| Instructions to follow |
Only one stretch of the data below should be repeated: the lines from the line containing "use pymes_auth::catalog::*;" through the line containing "pub enum Resolution<'a>", inclusive, exactly as they are.

======== Records for processing

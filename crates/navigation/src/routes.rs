//! Application route table: path resolution in front of the guard.

use chrono::{DateTime, Utc};
use pymes_auth::catalog::*;
use pymes_auth::{Requirement, SessionState};

use crate::guard::{GuardOutcome, Redirect, Route, RouteGuard};

/// Result of matching a path against the table.
#[derive(Debug, Clone, PartialEq, Eq)]
pub enum Resolution<'a> {
    Route(&'a Route),
    Redirect(Redirect),
}

#[derive(Debug, Clone)]
pub struct RouteTable {
    routes: Vec<Route>,
    /// Where `/` lands.
    home: String,
    /// Where unknown paths land.
    not_found: String,
}

impl RouteTable {
    pub fn new(routes: Vec<Route>, home: impl Into<String>, not_found: impl Into<String>) -> Self {
        Self {
            routes,
            home: home.into(),
            not_found: not_found.into(),
        }
    }

    /// The application's pages and what each one requires.
    pub fn application() -> Self {
        let page = |path: &str, permission| Route::protected(path, Requirement::single(permission));

        Self::new(
            vec![
                Route::anonymous("/auth"),
                Route::protected("/dashboard", Requirement::None),
                page("/usuarios", USUARIOS_LEER),
                page("/clientes", CLIENTES_LEER),
                page("/bodegas", BODEGAS_LEER),
                page("/categorias", CATEGORIAS_LEER),
                page("/productos", PRODUCTOS_LEER),
                page("/inventario", INVENTARIO_LEER),
                page("/transferencias", TRANSFERENCIAS_LEER),
                page("/punto-venta", VENTAS_CREAR),
                page("/ventas", VENTAS_LEER),
                page("/compras", COMPRAS_LEER),
                page("/proveedores", PROVEEDORES_LEER),
            ],
            "/dashboard",
            "/dashboard",
        )
    }

    pub fn routes(&self) -> &[Route] {
        &self.routes
    }

    pub fn get(&self, path: &str) -> Option<&Route> {
        self.routes.iter().find(|r| r.path == path)
    }

    /// Exact match after trimming a trailing slash and query string.
    pub fn resolve(&self, path: &str) -> Resolution<'_> {
        let path = path.split(['?', '#']).next().unwrap_or_default();
        let path = match path.trim_end_matches('/') {
            "" => "/",
            trimmed => trimmed,
        };

        if path == "/" {
            return Resolution::Redirect(Redirect::replace(&self.home));
        }

        match self.get(path) {
            Some(route) => Resolution::Route(route),
            None => Resolution::Redirect(Redirect::replace(&self.not_found)),
        }
    }

    /// Resolve `path` and run the guard on the matched route.
    pub fn navigate(
        &self,
        path: &str,
        state: &SessionState,
        guard: &RouteGuard,
        now: DateTime<Utc>,
    ) -> GuardOutcome {
        match self.resolve(path) {
            Resolution::Route(route) => guard.check(route, state, now),
            Resolution::Redirect(redirect) => GuardOutcome::Redirect(redirect),
        }
    }
}

impl Default for RouteTable {
    fn default() -> Self {
        Self::application()
    }
}

#[cfg(test)]
mod tests {
    use super::*;

    #[test]
    fn root_and_unknown_paths_redirect_to_dashboard() {
        let table = RouteTable::application();
        assert_eq!(table.resolve("/"), Resolution::Redirect(Redirect::replace("/dashboard")));
        assert_eq!(table.resolve(""), Resolution::Redirect(Redirect::replace("/dashboard")));
        assert_eq!(table.resolve("/nope"), Resolution::Redirect(Redirect::replace("/dashboard")));
    }

    #[test]
    fn trailing_slash_and_query_are_ignored() {
        let table = RouteTable::application();
        let Resolution::Route(route) = table.resolve("/productos/?page=2") else {
            panic!("expected route");
        };
        assert_eq!(route.path, "/productos");
    }

    #[test]
    fn every_menu_route_is_in_the_table() {
        let table = RouteTable::application();
        for node in crate::menu::application_menu() {
            for path in node.routes() {
                assert!(table.get(path).is_some(), "{path} missing from route table");
            }
        }
    }
}
use thiserror::Error;

use crate::claims::SessionWindowError;

#[derive(Debug, Error, Clone, PartialEq, Eq)]
pub enum AuthError {
    /// A login/register finished after a logout or a newer login.
    #[error("stale login discarded (session generation moved on)")]
    StaleLogin,

    #[error("authentication service failed: {0}")]
    Service(String),

    #[error("credential storage failed: {0}")]
    Storage(String),

    #[error("backend returned an empty token")]
    MissingToken,

    #[error("invalid session: {0}")]
    InvalidSession(#[from] SessionWindowError),
}

impl AuthError {
    pub fn service(msg: impl Into<String>) -> Self {
        Self::Service(msg.into())
    }

    pub fn storage(msg: impl Into<String>) -> Self {
        Self::Storage(msg.into())
    }
}
//! Authentication service boundary (the REST backend lives behind this).

use std::future::Future;

use chrono::{DateTime, Utc};
use serde::{Deserialize, Serialize};

use crate::{AuthError, Identity};

#[derive(Clone, Serialize, Deserialize)]
pub struct Credentials {
    pub email: String,
    pub password: String,
}

impl core::fmt::Debug for Credentials {
    fn fmt(&self, f: &mut core::fmt::Formatter<'_>) -> core::fmt::Result {
        f.debug_struct("Credentials")
            .field("email", &self.email)
            .field("password", &"***")
            .finish()
    }
}

/// Self-service account registration.
#[derive(Clone, Serialize, Deserialize)]
#[serde(rename_all = "camelCase")]
pub struct RegisterRequest {
    pub role_id: i64,
    pub document_type: String,
    pub document_number: String,
    pub first_names: String,
    pub last_names: String,
    pub email: String,
    pub password: String,
    #[serde(default, skip_serializing_if = "Option::is_none")]
    pub phone: Option<String>,
}

impl core::fmt::Debug for RegisterRequest {
    fn fmt(&self, f: &mut core::fmt::Formatter<'_>) -> core::fmt::Result {
        f.debug_struct("RegisterRequest")
            .field("role_id", &self.role_id)
            .field("email", &self.email)
            .finish_non_exhaustive()
    }
}

/// What the backend answers on a successful login or registration.
#[derive(Debug, Clone, PartialEq, Eq, Serialize, Deserialize)]
pub struct LoginResponse {
    pub identity: Identity,
    pub permissions: Vec<String>,
    pub token: String,
    #[serde(default)]
    pub issued_at: Option<DateTime<Utc>>,
    #[serde(default)]
    pub expires_at: Option<DateTime<Utc>>,
}

/// Remote authentication collaborator.
pub trait AuthService: Send + Sync {
    fn login(
        &self,
        credentials: &Credentials,
    ) -> impl Future<Output = Result<LoginResponse, AuthError>> + Send;

    fn register(
        &self,
        request: &RegisterRequest,
    ) -> impl Future<Output = Result<LoginResponse, AuthError>> + Send;
}
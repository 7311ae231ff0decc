//! `pymes-navigation`: permission-aware routing, render gating and menus.
//!
//! Everything here consumes the evaluator from `pymes-auth`; nothing here
//! mutates a session.

pub mod config;
pub mod gate;
pub mod guard;
pub mod menu;
pub mod routes;

pub use config::{ConfigError, GateConfig, MissingRequirementPolicy};
pub use gate::{Gate, Rendered};
pub use guard::{
    DENIAL_MESSAGE, GuardOutcome, NavigationState, NoticeKind, Redirect, Route, RouteAccess,
    RouteGuard,
};
pub use menu::{NavigationNode, application_menu, filter_navigation};
pub use routes::{Resolution, RouteTable};
use std::borrow::{Borrow, Cow};

use serde::{Deserialize, Serialize};

/// Permission identifier.
///
/// Permissions are modeled as opaque strings (e.g. "USUARIOS_LEER").
/// The closed set of identifiers the backend may grant lives in
/// [`crate::catalog`]; this type itself does not validate membership, so an
/// unknown identifier simply never matches anything a session holds.
#[derive(Debug, Clone, PartialEq, Eq, Hash, PartialOrd, Ord, Serialize, Deserialize)]
#[serde(transparent)]
pub struct Permission(Cow<'static, str>);

impl Permission {
    pub fn new(name: impl Into<Cow<'static, str>>) -> Self {
        Self(name.into())
    }

    /// Build a permission from a string literal (usable in `const` items).
    pub const fn from_static(name: &'static str) -> Self {
        Self(Cow::Borrowed(name))
    }

    pub fn as_str(&self) -> &str {
        &self.0
    }
}

impl core::fmt::Display for Permission {
    fn fmt(&self, f: &mut core::fmt::Formatter<'_>) -> core::fmt::Result {
        f.write_str(&self.0)
    }
}

impl AsRef<str> for Permission {
    fn as_ref(&self) -> &str {
        self.as_str()
    }
}

// Hash/Eq of `Cow<str>` delegate to `str`, so set lookups by `&str` are sound.
impl Borrow<str> for Permission {
    fn borrow(&self) -> &str {
        self.as_str()
    }
}

impl From<&'static str> for Permission {
    fn from(value: &'static str) -> Self {
        Self::from_static(value)
    }
}

impl From<String> for Permission {
    fn from(value: String) -> Self {
        Self(Cow::Owned(value))
    }
}

#[cfg(test)]
mod tests {
    use std::collections::HashSet;

    use super::*;

    #[test]
    fn owned_and_static_permissions_compare_equal() {
        let a = Permission::from_static("VENTAS_LEER");
        let b = Permission::from("VENTAS_LEER".to_string());
        assert_eq!(a, b);
        assert_eq!(a.to_string(), "VENTAS_LEER");
    }

    #[test]
    fn hash_set_lookup_by_str() {
        let set: HashSet<Permission> =
            [Permission::from_static("COMPRAS_LEER")].into_iter().collect();
        assert!(set.contains("COMPRAS_LEER"));
        assert!(!set.contains("COMPRAS_CREAR"));
    }

    #[test]
    fn serializes_as_bare_string() {
        let json = serde_json::to_string(&Permission::from_static("ROLES_LEER")).unwrap();
        assert_eq!(json, "\"ROLES_LEER\"");
    }
}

================

| Problem solution |
use pymes_auth::catalog::*;
use pymes_auth::{Requirement, SessionState};

use crate::guard::{GuardOutcome, Redirect, Route, RouteGuard};

/// Result of matching a path against the table.
#[derive(Debug, Clone, PartialEq, Eq)]
pub enum Resolution<'a> {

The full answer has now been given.